Steve Riffel worked as a patrolman for the West Bend PD starting in 1987. He vividly remembers the cruising ordinance from 1991. “We had a computer, and you punch in the license plate, and the ordinance was, how many times in a period of time that a plate passed by and we would stop them, and they’d get this cruising ticket.
“I was assigned downtown because of Monkey Island and a lot of kids would hang there. I would walk back and forth with my dog, and those guys would be cruising up and down the street. We used the computer and tracked license plates for a number of summers. The kids hated it,” he said.

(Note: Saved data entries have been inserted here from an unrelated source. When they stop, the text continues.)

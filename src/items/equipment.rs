use super::types::{Item, SlotKind};
use crate::core::constants::{ACCESSORY_SLOTS, ARMOR_SLOTS};
use serde::{Deserialize, Serialize};

/// A concrete equipment position: the weapon, or one of the numbered
/// armor/accessory slots.
#[derive(Debug, Clone, Copy, PartialEq, Eq, Hash, Serialize, Deserialize)]
pub enum EquipSlot {
    Weapon,
    Armor(usize),
    Accessory(usize),
}

impl EquipSlot {
    pub fn kind(&self) -> SlotKind {
        match self {
            EquipSlot::Weapon => SlotKind::Weapon,
            EquipSlot::Armor(_) => SlotKind::Armor,
            EquipSlot::Accessory(_) => SlotKind::Accessory,
        }
    }
}

/// Worn gear: one weapon, four armor pieces, four accessories.
#[derive(Debug, Clone, PartialEq, Eq, Serialize, Deserialize)]
pub struct Equipment {
    pub weapon: Option<Item>,
    pub armor: [Option<Item>; ARMOR_SLOTS],
    pub accessories: [Option<Item>; ACCESSORY_SLOTS],
}

impl Equipment {
    pub fn new() -> Self {
        Self {
            weapon: None,
            armor: Default::default(),
            accessories: Default::default(),
        }
    }

    /// Returns `None` for out-of-range slot indices.
    pub fn get(&self, slot: EquipSlot) -> Option<&Item> {
        match slot {
            EquipSlot::Weapon => self.weapon.as_ref(),
            EquipSlot::Armor(i) => self.armor.get(i).and_then(Option::as_ref),
            EquipSlot::Accessory(i) => self.accessories.get(i).and_then(Option::as_ref),
        }
    }

    fn slot_mut(&mut self, slot: EquipSlot) -> Option<&mut Option<Item>> {
        match slot {
            EquipSlot::Weapon => Some(&mut self.weapon),
            EquipSlot::Armor(i) => self.armor.get_mut(i),
            EquipSlot::Accessory(i) => self.accessories.get_mut(i),
        }
    }

    /// Where an item of this kind goes: the weapon slot, or the first empty
    /// numbered slot, else slot 0.
    pub fn target_slot(&self, kind: SlotKind) -> EquipSlot {
        match kind {
            SlotKind::Weapon => EquipSlot::Weapon,
            SlotKind::Armor => {
                EquipSlot::Armor(self.armor.iter().position(Option::is_none).unwrap_or(0))
            }
            SlotKind::Accessory => EquipSlot::Accessory(
                self.accessories
                    .iter()
                    .position(Option::is_none)
                    .unwrap_or(0),
            ),
        }
    }

    /// Puts an equipment item on and returns whatever it displaced.
    /// Potions are handed back unchanged as `Err`.
    pub fn equip(&mut self, item: Item) -> Result<Option<Item>, Item> {
        let Some(kind) = item.slot() else {
            return Err(item);
        };
        let slot = self.target_slot(kind);
        match self.slot_mut(slot) {
            Some(cell) => Ok(cell.replace(item)),
            None => Err(item),
        }
    }

    /// Empties a slot, returning its item.
    pub fn unequip(&mut self, slot: EquipSlot) -> Option<Item> {
        self.slot_mut(slot).and_then(Option::take)
    }

    pub fn iter_equipped(&self) -> impl Iterator<Item = &Item> {
        std::iter::once(&self.weapon)
            .chain(self.armor.iter())
            .chain(self.accessories.iter())
            .filter_map(|item| item.as_ref())
    }
}

impl Default for Equipment {
    fn default() -> Self {
        Self::new()
    }
}

#[cfg(test)]
mod tests {
    use super::*;
    use crate::items::catalog::find_entry;

    fn create_test_item(name: &str) -> Item {
        find_entry(name).expect("catalog entry").instantiate()
    }

    #[test]
    fn test_equipment_starts_empty() {
        let eq = Equipment::new();
        assert!(eq.weapon.is_none());
        assert_eq!(eq.iter_equipped().count(), 0);
    }

    #[test]
    fn test_weapon_replaces_and_returns_old() {
        let mut eq = Equipment::new();
        let sword = create_test_item("Iron Sword");
        let axe = create_test_item("Steel Axe");

        assert_eq!(eq.equip(sword.clone()), Ok(None));
        assert_eq!(eq.equip(axe.clone()), Ok(Some(sword)));
        assert_eq!(eq.get(EquipSlot::Weapon), Some(&axe));
    }

    #[test]
    fn test_armor_fills_first_empty_then_slot_zero() {
        let mut eq = Equipment::new();
        let pieces: Vec<Item> = (0..4).map(|_| create_test_item("Chain Mail")).collect();
        for piece in &pieces {
            assert_eq!(eq.equip(piece.clone()), Ok(None));
        }
        for (i, piece) in pieces.iter().enumerate() {
            assert_eq!(eq.get(EquipSlot::Armor(i)), Some(piece));
        }

        let plate = create_test_item("Iron Plate");
        let displaced = eq.equip(plate.clone()).unwrap();
        assert_eq!(displaced.as_ref(), Some(&pieces[0]));
        assert_eq!(eq.get(EquipSlot::Armor(0)), Some(&plate));
    }

    #[test]
    fn test_unequip_frees_slot_for_reuse() {
        let mut eq = Equipment::new();
        for _ in 0..4 {
            eq.equip(create_test_item("Iron Ring")).unwrap();
        }
        let ring = eq.unequip(EquipSlot::Accessory(2)).expect("slot 2 filled");
        assert_eq!(ring.name, "Iron Ring");
        assert_eq!(eq.target_slot(SlotKind::Accessory), EquipSlot::Accessory(2));
        assert_eq!(eq.unequip(EquipSlot::Accessory(2)), None);
        assert_eq!(eq.unequip(EquipSlot::Accessory(9)), None);
    }

    #[test]
    fn test_potion_cannot_be_equipped() {
        let mut eq = Equipment::new();
        let potion = create_test_item("Health Potion");
        assert_eq!(eq.equip(potion.clone()), Err(potion));
        assert_eq!(eq.iter_equipped().count(), 0);
    }

    #[test]
    fn test_iter_equipped_covers_all_slots() {
        let mut eq = Equipment::new();
        eq.equip(create_test_item("Iron Sword")).unwrap();
        for _ in 0..4 {
            eq.equip(create_test_item("Leather Helmet")).unwrap();
            eq.equip(create_test_item("Silver Necklace")).unwrap();
        }
        assert_eq!(eq.iter_equipped().count(), 9);
    }
}
//! Weighted rarity/category item selection over the catalog.

use super::catalog::{CatalogEntry, CATALOG};
use super::types::{Item, ItemCategory, Rarity};
use crate::core::constants::{
    DROP_RARITY_CASCADE, EQUIPMENT_BASE_PRICE, KILL_COIN_DIVISOR, POTION_BASE_PRICE,
    PRICE_JITTER,
};
use crate::dungeon::tiers::Tier;
use rand::Rng;
use serde::{Deserialize, Serialize};

/// Chances used when converting kills into loot.
#[derive(Debug, Clone, Copy, PartialEq)]
pub struct KillLootRules {
    /// Chance that a kill drops anything at all
    pub drop_chance: f64,
    /// Chance that a drop also carries an item
    pub item_chance: f64,
}

/// Loot gathered from a batch of kills.
#[derive(Debug, Clone, Default, PartialEq, Eq, Serialize, Deserialize)]
pub struct KillLoot {
    pub kills: u32,
    pub drops: u32,
    pub coins: u64,
    pub items: Vec<Item>,
}

#[derive(Debug, Clone)]
pub struct LootTable {
    entries: Vec<CatalogEntry>,
}

impl Default for LootTable {
    fn default() -> Self {
        Self::standard()
    }
}

impl LootTable {
    /// Table over the full built-in catalog.
    pub fn standard() -> Self {
        Self::new(CATALOG.to_vec())
    }

    pub fn new(entries: Vec<CatalogEntry>) -> Self {
        Self { entries }
    }

    pub fn entries(&self) -> &[CatalogEntry] {
        &self.entries
    }

    /// Picks a concrete item of the given category and rarity.
    ///
    /// When no entry matches the exact rarity, any entry of the category is
    /// eligible instead. Returns `None` only when the category is empty.
    pub fn roll_item(
        &self,
        category: ItemCategory,
        rarity: Rarity,
        rng: &mut impl Rng,
    ) -> Option<Item> {
        let exact: Vec<&CatalogEntry> = self
            .entries
            .iter()
            .filter(|e| e.category() == category && e.rarity == rarity)
            .collect();

        let pool = if exact.is_empty() {
            self.entries
                .iter()
                .filter(|e| e.category() == category)
                .collect()
        } else {
            exact
        };

        if pool.is_empty() {
            return None;
        }
        let entry = pool[rng.gen_range(0..pool.len())];
        Some(entry.instantiate_with(rng))
    }

    /// Random category, tier-scaled rarity, then a concrete item.
    pub fn roll_drop(&self, tier: Tier, rng: &mut impl Rng) -> Option<Item> {
        let category = roll_random_category(rng);
        let rarity = roll_drop_rarity(tier, rng);
        self.roll_item(category, rarity, rng)
    }

    /// One independent roll per kill.
    pub fn roll_kill_loot(
        &self,
        kills: u32,
        tier: Tier,
        rules: KillLootRules,
        rng: &mut impl Rng,
    ) -> KillLoot {
        let mut loot = KillLoot {
            kills,
            ..KillLoot::default()
        };
        let max_coins = (tier.config().base_coins / KILL_COIN_DIVISOR).max(1);

        for _ in 0..kills {
            if rng.gen::<f64>() >= rules.drop_chance {
                continue;
            }
            loot.drops += 1;
            loot.coins += rng.gen_range(1..=max_coins);

            if rng.gen::<f64>() < rules.item_chance {
                if let Some(item) = self.roll_drop(tier, rng) {
                    loot.items.push(item);
                }
            }
        }
        loot
    }
}

pub fn roll_random_category(rng: &mut impl Rng) -> ItemCategory {
    ItemCategory::ALL[rng.gen_range(0..ItemCategory::ALL.len())]
}

/// Rolls a rarity with the tier-scaled cascade.
///
/// A single roll is checked against thresholds from the top down; each
/// threshold only applies once the tier level unlocks it:
/// tier >= 5: 5% S, >= 4: 10% A, >= 3: 20% B, >= 2: 40% C, >= 1: 60% D, else E.
pub fn roll_drop_rarity(tier: Tier, rng: &mut impl Rng) -> Rarity {
    rarity_for_roll(tier, rng.gen::<f64>())
}

fn rarity_for_roll(tier: Tier, roll: f64) -> Rarity {
    let tier_level = tier.level();
    for (min_tier, threshold) in DROP_RARITY_CASCADE {
        if tier_level >= min_tier && roll < threshold {
            return Rarity::from_level(min_tier).unwrap_or(Rarity::E);
        }
    }
    Rarity::E
}

/// Shop price: category base times rarity multiplier plus jitter in [0, 30).
pub fn price_for(item: &Item, rng: &mut impl Rng) -> u64 {
    let base = match item.category() {
        ItemCategory::Potion => POTION_BASE_PRICE,
        _ => EQUIPMENT_BASE_PRICE,
    };
    (base * item.rarity.multiplier() + rng.gen::<f64>() * PRICE_JITTER).floor() as u64
}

James Skidmore was police chief at the time and in July 1991 there was an organized protest against the cruising ordinance and police cited 38 people. The person who organized the event was a young Kevin Scheunemann.
Scott Schmidt from Schmidt Funeral Home remembered his buddy was delivering pizzas and was stopped for cruising. “I think he was delivering for Dick’s Pizza and wound up getting pulled over because he was, you know, going past the same point more than twice within a 30 or 60-minute time frame, and he’s like, I’m just delivering pizzas. I’m not cruising.”
Do you have a memory about cruising? Chime in with your story, and don’t forget to detail the make and model of your vehicle. We’ll collect stories and add them to this article.
One sidebar story:
Sally Cotter Fellenz said years ago the thing for teenage boys to do was hang out at the Texaco station. It was actually called Kannenbergs, located on Silverbrook and Main. The fellas would spend time fixing cars. I spent so many of my dates sitting in the car as it was up on the hoist. I never liked the smell of all that gasoline and oil, so I’d stay in the car. I’d be up on that hoist sometimes for an hour while they’re changing the oil or whatever.”

Questioned what she did while sitting 6 feet off the ground, “Well, I didn’t read. I probably had the radio on for my boyfriend. I was so in love I couldn’t go somewhere else and wait for him to get done. I just wanted to be with him.”
Some photos courtesy the West Bend High School yearbook.